======== Records for this task ========

mod common;

use anyhow::{Context, Result};
use axum::http::StatusCode;
use serde_json::json;

use common::TestApp;
use yamdb::models::user::Role;

#[tokio::test]
async fn catalog_is_public_to_read_and_admin_only_to_write() -> Result<()> {
    let app = TestApp::new().await?;
    let (_, user) = app.user("reader", Role::User).await?;
    let (_, moderator) = app.user("mod", Role::Moderator).await?;
    let (_, admin) = app.user("boss", Role::Admin).await?;
    let category = json!({"name": "Music", "slug": "music"});

    let (status, _) = app.get("/api/v1/categories", None).await?;
    assert_eq!(status, StatusCode::OK);
    let (status, _) = app.get("/api/v1/titles", None).await?;
    assert_eq!(status, StatusCode::OK);

    let (status, _) = app.post("/api/v1/categories", None, category.clone()).await?;
    assert_eq!(status, StatusCode::UNAUTHORIZED);
    let (status, _) = app.post("/api/v1/categories", Some(&user), category.clone()).await?;
    assert_eq!(status, StatusCode::FORBIDDEN);
    let (status, _) = app.post("/api/v1/categories", Some(&moderator), category.clone()).await?;
    assert_eq!(status, StatusCode::FORBIDDEN);
    let (status, body) = app.post("/api/v1/categories", Some(&admin), category).await?;
    assert_eq!(status, StatusCode::CREATED);
    assert_eq!(body, json!({"name": "Music", "slug": "music"}));

    let (status, _) = app.delete("/api/v1/categories/music", Some(&user)).await?;
    assert_eq!(status, StatusCode::FORBIDDEN);
    let (status, _) = app.delete("/api/v1/categories/music", Some(&admin)).await?;
    assert_eq!(status, StatusCode::NO_CONTENT);

    Ok(())
}

#[tokio::test]
async fn superuser_flag_acts_as_admin() -> Result<()> {
    let app = TestApp::new().await?;
    let root = app.superuser("root").await?;

    let (status, _) = app
        .post("/api/v1/genres", Some(&root), json!({"name": "Rock", "slug": "rock"}))
        .await?;
    assert_eq!(status, StatusCode::CREATED);
    let (status, _) = app.get("/api/v1/users", Some(&root)).await?;
    assert_eq!(status, StatusCode::OK);

    Ok(())
}

#[tokio::test]
async fn user_management_is_admin_only() -> Result<()> {
    let app = TestApp::new().await?;
    let (_, user) = app.user("reader", Role::User).await?;
    let (_, moderator) = app.user("mod", Role::Moderator).await?;
    let (_, admin) = app.user("boss", Role::Admin).await?;

    let (status, _) = app.get("/api/v1/users", None).await?;
    assert_eq!(status, StatusCode::UNAUTHORIZED);
    let (status, _) = app.get("/api/v1/users", Some(&user)).await?;
    assert_eq!(status, StatusCode::FORBIDDEN);
    let (status, _) = app.get("/api/v1/users", Some(&moderator)).await?;
    assert_eq!(status, StatusCode::FORBIDDEN);
    let (status, _) = app.get("/api/v1/users/reader", Some(&user)).await?;
    assert_eq!(status, StatusCode::FORBIDDEN);
    let (status, _) = app.get("/api/v1/users/reader", Some(&moderator)).await?;
    assert_eq!(status, StatusCode::FORBIDDEN);
    let (status, _) = app.delete("/api/v1/users/reader", Some(&moderator)).await?;
    assert_eq!(status, StatusCode::FORBIDDEN);
    let (status, _) = app.delete("/api/v1/users/reader", Some(&user)).await?;
    assert_eq!(status, StatusCode::FORBIDDEN);
    let (status, _) = app.get("/api/v1/users/reader", Some(&admin)).await?;
    assert_eq!(status, StatusCode::OK);

    let (status, body) = app.get("/api/v1/users?search=MO", Some(&admin)).await?;
    assert_eq!(status, StatusCode::OK);
    let names: Vec<&str> = body
        .as_array()
        .context("user list")?
        .iter()
        .filter_map(|u| u["username"].as_str())
        .collect();
    assert_eq!(names, vec!["mod"]);

    Ok(())
}

#[tokio::test]
async fn admin_manages_users_by_username() -> Result<()> {
    let app = TestApp::new().await?;
    let (_, admin) = app.user("boss", Role::Admin).await?;

    let (status, body) = app
        .post(
            "/api/v1/users",
            Some(&admin),
            json!({"username": "grace", "email": "grace@example.com", "role": "moderator"}),
        )
        .await?;
    assert_eq!(status, StatusCode::CREATED, "{body}");
    assert_eq!(body["role"], "moderator");
    assert_eq!(body["bio"], "");

    let (status, body) = app
        .post("/api/v1/users", Some(&admin), json!({"username": "grace", "email": "g2@example.com"}))
        .await?;
    assert_eq!(status, StatusCode::BAD_REQUEST);
    assert!(body["fields"]["username"].is_array(), "{body}");

    let (status, body) = app
        .post("/api/v1/users", Some(&admin), json!({"username": "me", "email": "me@example.com"}))
        .await?;
    assert_eq!(status, StatusCode::BAD_REQUEST);
    assert!(body["fields"]["username"].is_array(), "{body}");

    let (status, body) = app
        .patch("/api/v1/users/grace", Some(&admin), json!({"role": "admin", "bio": "compiler pioneer"}))
        .await?;
    assert_eq!(status, StatusCode::OK);
    assert_eq!(body["role"], "admin");
    assert_eq!(body["bio"], "compiler pioneer");

    let (status, _) = app.get("/api/v1/users/nobody", Some(&admin)).await?;
    assert_eq!(status, StatusCode::NOT_FOUND);

    let (status, _) = app.delete("/api/v1/users/grace", Some(&admin)).await?;
    assert_eq!(status, StatusCode::NO_CONTENT);
    let (status, _) = app.get("/api/v1/users/grace", Some(&admin)).await?;
    assert_eq!(status, StatusCode::NOT_FOUND);

    Ok(())
}

#[tokio::test]
async fn own_profile_cannot_change_role() -> Result<()> {
    let app = TestApp::new().await?;
    let (_, user) = app.user("reader", Role::User).await?;

    let (status, _) = app.get("/api/v1/users/me", None).await?;
    assert_eq!(status, StatusCode::UNAUTHORIZED);

    let (status, body) = app
        .patch("/api/v1/users/me", Some(&user), json!({"role": "admin", "bio": "hello"}))
        .await?;
    assert_eq!(status, StatusCode::OK, "{body}");
    assert_eq!(body["role"], "user");
    assert_eq!(body["bio"], "hello");

    // still not an admin on the next request either
    let (status, _) = app.get("/api/v1/users", Some(&user)).await?;
    assert_eq!(status, StatusCode::FORBIDDEN);

    Ok(())
}

#[tokio::test]
async fn role_changes_apply_on_the_next_request() -> Result<()> {
    let app = TestApp::new().await?;
    let (_, admin) = app.user("boss", Role::Admin).await?;
    let (_, user) = app.user("reader", Role::User).await?;

    let (status, _) = app.get("/api/v1/users", Some(&user)).await?;
    assert_eq!(status, StatusCode::FORBIDDEN);

    let (status, _) = app.patch("/api/v1/users/reader", Some(&admin), json!({"role": "admin"})).await?;
    assert_eq!(status, StatusCode::OK);

    // same token, fresh role
    let (status, _) = app.get("/api/v1/users", Some(&user)).await?;
    assert_eq!(status, StatusCode::OK);

    Ok(())
}

#[tokio::test]
async fn token_of_deleted_user_is_rejected() -> Result<()> {
    let app = TestApp::new().await?;
    let (_, admin) = app.user("boss", Role::Admin).await?;
    let (_, user) = app.user("reader", Role::User).await?;

    let (status, _) = app.delete("/api/v1/users/reader", Some(&admin)).await?;
    assert_eq!(status, StatusCode::NO_CONTENT);

    let (status, _) = app.get("/api/v1/users/me", Some(&user)).await?;
    assert_eq!(status, StatusCode::UNAUTHORIZED);

    Ok(())
}

#[tokio::test]
async fn deleting_a_user_removes_their_reviews_and_comments() -> Result<()> {
    let app = TestApp::new().await?;
    let (_, admin) = app.user("boss", Role::Admin).await?;
    let (_, user) = app.user("reader", Role::User).await?;
    let title_id = app.seed_title(&admin, "Shawshank").await?;

    let (status, review) = app
        .post(&format!("/api/v1/titles/{title_id}/reviews"), Some(&user), json!({"text": "r", "score": 7}))
        .await?;
    assert_eq!(status, StatusCode::CREATED, "{review}");
    let review_id = review["id"].as_str().context("review id")?;
    let comments_uri = format!("/api/v1/titles/{title_id}/reviews/{review_id}/comments");
    let (status, _) = app.post(&comments_uri, Some(&user), json!({"text": "mine"})).await?;
    assert_eq!(status, StatusCode::CREATED);

    // the admin's own review on the same title stays
    let (status, _) = app
        .post(&format!("/api/v1/titles/{title_id}/reviews"), Some(&admin), json!({"text": "a", "score": 5}))
        .await?;
    assert_eq!(status, StatusCode::CREATED);

    let (status, _) = app.delete("/api/v1/users/reader", Some(&admin)).await?;
    assert_eq!(status, StatusCode::NO_CONTENT);

    let reviews: i64 = sqlx::query_scalar("SELECT COUNT(1) FROM reviews").fetch_one(&app.pool).await?;
    let comments: i64 = sqlx::query_scalar("SELECT COUNT(1) FROM comments").fetch_one(&app.pool).await?;
    assert_eq!((reviews, comments), (1, 0));

    Ok(())
}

========

### Prompt
Exact reproduction is required. Give the lines of the data from its first line through the line containing "async fn catalog_is_public_to_read_and_admin_only_to_write()", and no others.

### Answer space
mod common;

use anyhow::{Context, Result};
use axum::http::StatusCode;
use serde_json::json;

use common::TestApp;
use yamdb::models::user::Role;

#[tokio::test]
async fn catalog_is_public_to_read_and_admin_only_to_write() -> Result<()> {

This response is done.